(Stored data entries)
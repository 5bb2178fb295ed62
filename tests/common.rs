use setlist_backend::{
    api::router::create_router,
    config::Config,
    domain::models::user::{NewUser, Permission, User},
    infra::factory::sqlite_repositories,
    state::AppState,
};
use sqlx::{sqlite::{SqliteConnectOptions, SqlitePoolOptions}, Pool, Sqlite};
use std::sync::Arc;
use uuid::Uuid;
use axum::{
    body::Body,
    http::{Request, header},
    response::Response,
    Router,
};
use std::str::FromStr;
use tower::ServiceExt;
use serde_json::Value;

pub const TEST_PASSWORD: &str = "correct horse battery staple";

#[allow(dead_code)]
pub struct TestApp {
    pub router: Router,
    pub pool: Pool<Sqlite>,
    pub db_filename: String,
    pub state: Arc<AppState>,
}

#[allow(dead_code)]
impl TestApp {
    pub async fn new() -> Self {
        let db_filename = format!("test_{}.db", Uuid::new_v4());
        let db_url = format!("sqlite://{}?mode=rwc", db_filename);

        let connection_options = SqliteConnectOptions::from_str(&db_url)
            .unwrap()
            .create_if_missing(true)
            .foreign_keys(true);

        let pool = SqlitePoolOptions::new()
            .connect_with(connection_options)
            .await
            .expect("Failed to connect to test db");

        sqlx::migrate!("./migrations/sqlite")
            .run(&pool)
            .await
            .expect("Failed to migrate test db");

        let config = Config {
            database_url: db_url.clone(),
            port: 0,
            jwt_access_secret: "test-access-secret".to_string(),
            jwt_refresh_secret: "test-refresh-secret".to_string(),
            access_token_ttl_secs: 900,
            refresh_token_ttl_secs: 3600,
            cors_allowed_origin: None,
            admin_email: None,
            admin_password: None,
        };

        let state = Arc::new(AppState::new(config, sqlite_repositories(pool.clone())));
        let router = create_router(state.clone());

        Self {
            router,
            pool,
            db_filename,
            state,
        }
    }

    /// Stores a user directly through the service layer, bypassing guest-only registration.
    pub async fn create_user(&self, email: &str, permission: Permission) -> User {
        self.state.user_service.store(&NewUser {
            email: email.to_string(),
            password: TEST_PASSWORD.to_string(),
            first_name: "Test".to_string(),
            last_name: "User".to_string(),
            permission,
            profile_color: "#336699".to_string(),
        }).await.expect("Failed to create test user")
    }

    /// Logs in and returns the access token.
    pub async fn login(&self, email: &str, password: &str) -> String {
        let payload = serde_json::json!({
            "email": email,
            "password": password
        });

        let response = self.request("POST", "/api/v1/users/login", None, Some(payload)).await;

        if !response.status().is_success() {
            panic!("Login failed in test helper: status {}", response.status());
        }

        let body = parse_body(response).await;
        body["access"].as_str().expect("No access token in body").to_string()
    }

    /// Creates a user with the given permission and returns it with a fresh access token.
    pub async fn user_with_token(&self, email: &str, permission: Permission) -> (User, String) {
        let user = self.create_user(email, permission).await;
        let token = self.login(email, TEST_PASSWORD).await;
        (user, token)
    }

    pub async fn request(&self, method: &str, uri: &str, token: Option<&str>, body: Option<Value>) -> Response {
        let mut builder = Request::builder().method(method).uri(uri);

        if let Some(token) = token {
            builder = builder.header(header::AUTHORIZATION, format!("Bearer {}", token));
        }

        let body = match body {
            Some(json) => {
                builder = builder.header(header::CONTENT_TYPE, "application/json");
                Body::from(json.to_string())
            }
            None => Body::empty(),
        };

        self.router.clone().oneshot(builder.body(body).unwrap()).await.unwrap()
    }
}

impl Drop for TestApp {
    fn drop(&mut self) {
        let _ = std::fs::remove_file(&self.db_filename);
        let _ = std::fs::remove_file(format!("{}-wal", self.db_filename));
        let _ = std::fs::remove_file(format!("{}-shm", self.db_filename));
    }
}

#[allow(dead_code)]
pub async fn parse_body(response: Response) -> Value {
    let bytes = axum::body::to_bytes(response.into_body(), usize::MAX)
        .await
        .unwrap();
    serde_json::from_slice(&bytes).unwrap()
}
use crate::domain::models::{
    auth::RefreshTokenRecord,
    bundle::{Bundle, NewBundle},
    role::{NewRole, Role},
    setlist::{NewSetlist, Setlist},
    setlist_entry::{NewSetlistEntry, SetlistEntry},
    setlist_role::{NewSetlistRole, SetlistRole},
    song::{NewSong, Song, SongFilter},
    user::{NewUser, User},
    user_role::{NewUserRole, UserRole},
};
use crate::error::AppError;
use async_trait::async_trait;
use chrono::{DateTime, Utc};

#[async_trait]
pub trait UserRepository: Send + Sync {
    /// `user.password` must already hold the password hash.
    async fn create(&self, user: &NewUser) -> Result<User, AppError>;
    async fn find_by_id(&self, id: i64) -> Result<Option<User>, AppError>;
    async fn find_by_email(&self, email: &str) -> Result<Option<User>, AppError>;
    async fn list(&self) -> Result<Vec<User>, AppError>;
    async fn update(&self, user: &User) -> Result<User, AppError>;
    async fn delete(&self, id: i64) -> Result<(), AppError>;
}

#[async_trait]
pub trait RoleRepository: Send + Sync {
    async fn create(&self, role: &NewRole) -> Result<Role, AppError>;
    async fn find_by_id(&self, id: i64) -> Result<Option<Role>, AppError>;
    async fn list(&self) -> Result<Vec<Role>, AppError>;
    async fn update(&self, role: &Role) -> Result<Role, AppError>;
    async fn delete(&self, id: i64) -> Result<(), AppError>;
}

#[async_trait]
pub trait UserRoleRepository: Send + Sync {
    async fn create_batch(&self, user_roles: &[NewUserRole]) -> Result<Vec<UserRole>, AppError>;
    async fn find_by_ids(&self, ids: &[i64]) -> Result<Vec<UserRole>, AppError>;
    async fn list(&self) -> Result<Vec<UserRole>, AppError>;
    async fn list_by_user(&self, user_id: i64) -> Result<Vec<UserRole>, AppError>;
    async fn update_batch(&self, user_roles: &[UserRole]) -> Result<(), AppError>;
    async fn delete_by_user(&self, user_id: i64) -> Result<(), AppError>;
    async fn delete_by_role(&self, role_id: i64) -> Result<(), AppError>;
}

#[async_trait]
pub trait BundleRepository: Send + Sync {
    async fn create(&self, bundle: &NewBundle) -> Result<Bundle, AppError>;
    async fn find_by_id(&self, id: i64) -> Result<Option<Bundle>, AppError>;
    async fn list(&self) -> Result<Vec<Bundle>, AppError>;
    /// Bundles that no live bundle names as its parent.
    async fn list_leaves(&self) -> Result<Vec<Bundle>, AppError>;
    async fn update(&self, bundle: &Bundle) -> Result<Bundle, AppError>;
    async fn delete(&self, id: i64) -> Result<(), AppError>;
}

#[async_trait]
pub trait SongRepository: Send + Sync {
    async fn create(&self, song: &NewSong) -> Result<Song, AppError>;
    async fn find_by_id(&self, id: i64) -> Result<Option<Song>, AppError>;
    async fn list(&self) -> Result<Vec<Song>, AppError>;
    async fn list_filtered(&self, filter: &SongFilter) -> Result<Vec<Song>, AppError>;
    async fn update(&self, song: &Song) -> Result<Song, AppError>;
    async fn delete(&self, id: i64) -> Result<(), AppError>;
}

#[async_trait]
pub trait SetlistRepository: Send + Sync {
    async fn create(&self, setlist: &NewSetlist) -> Result<Setlist, AppError>;
    async fn find_by_id(&self, id: i64) -> Result<Option<Setlist>, AppError>;
    async fn find_by_ids(&self, ids: &[i64]) -> Result<Vec<Setlist>, AppError>;
    async fn list(&self) -> Result<Vec<Setlist>, AppError>;
    async fn list_by_timeframe(&self, from: Option<DateTime<Utc>>, to: Option<DateTime<Utc>>) -> Result<Vec<Setlist>, AppError>;
    async fn update(&self, setlist: &Setlist) -> Result<Setlist, AppError>;
    async fn delete(&self, id: i64) -> Result<(), AppError>;
}

#[async_trait]
pub trait SetlistEntryRepository: Send + Sync {
    async fn create_batch(&self, entries: &[NewSetlistEntry]) -> Result<Vec<SetlistEntry>, AppError>;
    async fn find_by_id(&self, id: i64) -> Result<Option<SetlistEntry>, AppError>;
    /// Ordered by rank.
    async fn list(&self) -> Result<Vec<SetlistEntry>, AppError>;
    /// Ordered by rank.
    async fn list_by_setlists(&self, setlist_ids: &[i64]) -> Result<Vec<SetlistEntry>, AppError>;
    async fn update_batch(&self, entries: &[SetlistEntry]) -> Result<Vec<SetlistEntry>, AppError>;
    async fn delete_batch(&self, ids: &[i64]) -> Result<(), AppError>;
}

#[async_trait]
pub trait SetlistRoleRepository: Send + Sync {
    async fn create_batch(&self, setlist_roles: &[NewSetlistRole]) -> Result<Vec<SetlistRole>, AppError>;
    async fn find_by_ids(&self, ids: &[i64]) -> Result<Vec<SetlistRole>, AppError>;
    async fn list_by_setlists(&self, setlist_ids: &[i64]) -> Result<Vec<SetlistRole>, AppError>;
    async fn delete_batch(&self, ids: &[i64]) -> Result<(), AppError>;
}

#[async_trait]
pub trait TokenRepository: Send + Sync {
    async fn create(&self, record: &RefreshTokenRecord) -> Result<(), AppError>;
    async fn list_by_user(&self, user_id: i64) -> Result<Vec<RefreshTokenRecord>, AppError>;
    async fn delete(&self, token_hash: &str) -> Result<(), AppError>;
    async fn delete_by_user(&self, user_id: i64) -> Result<(), AppError>;
}
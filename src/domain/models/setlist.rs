use serde::{Deserialize, Serialize};
use chrono::{DateTime, Utc};
use sqlx::FromRow;

#[derive(Debug, Serialize, Deserialize, FromRow, Clone, PartialEq)]
pub struct Setlist {
    pub id: i64,
    pub name: String,
    pub creator_id: i64,
    pub deadline: DateTime<Utc>,
    pub updated_at: DateTime<Utc>,
}

#[derive(Debug, Clone)]
pub struct NewSetlist {
    pub name: String,
    pub creator_id: i64,
    pub deadline: DateTime<Utc>,
}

— Task objective —
Extract the first line above and each line after it up to and including the one with "use std::sync::Arc;", please, exactly and with nothing else.

— Result of this exercise —
repository 5bb2178fb295ed62
filename tests/common.rs
use setlist_backend::{
    api::router::create_router,
    config::Config,
    domain::models::user::{NewUser, Permission, User},
    infra::factory::sqlite_repositories,
    state::AppState,
};
use sqlx::{sqlite::{SqliteConnectOptions, SqlitePoolOptions}, Pool, Sqlite};
use std::sync::Arc;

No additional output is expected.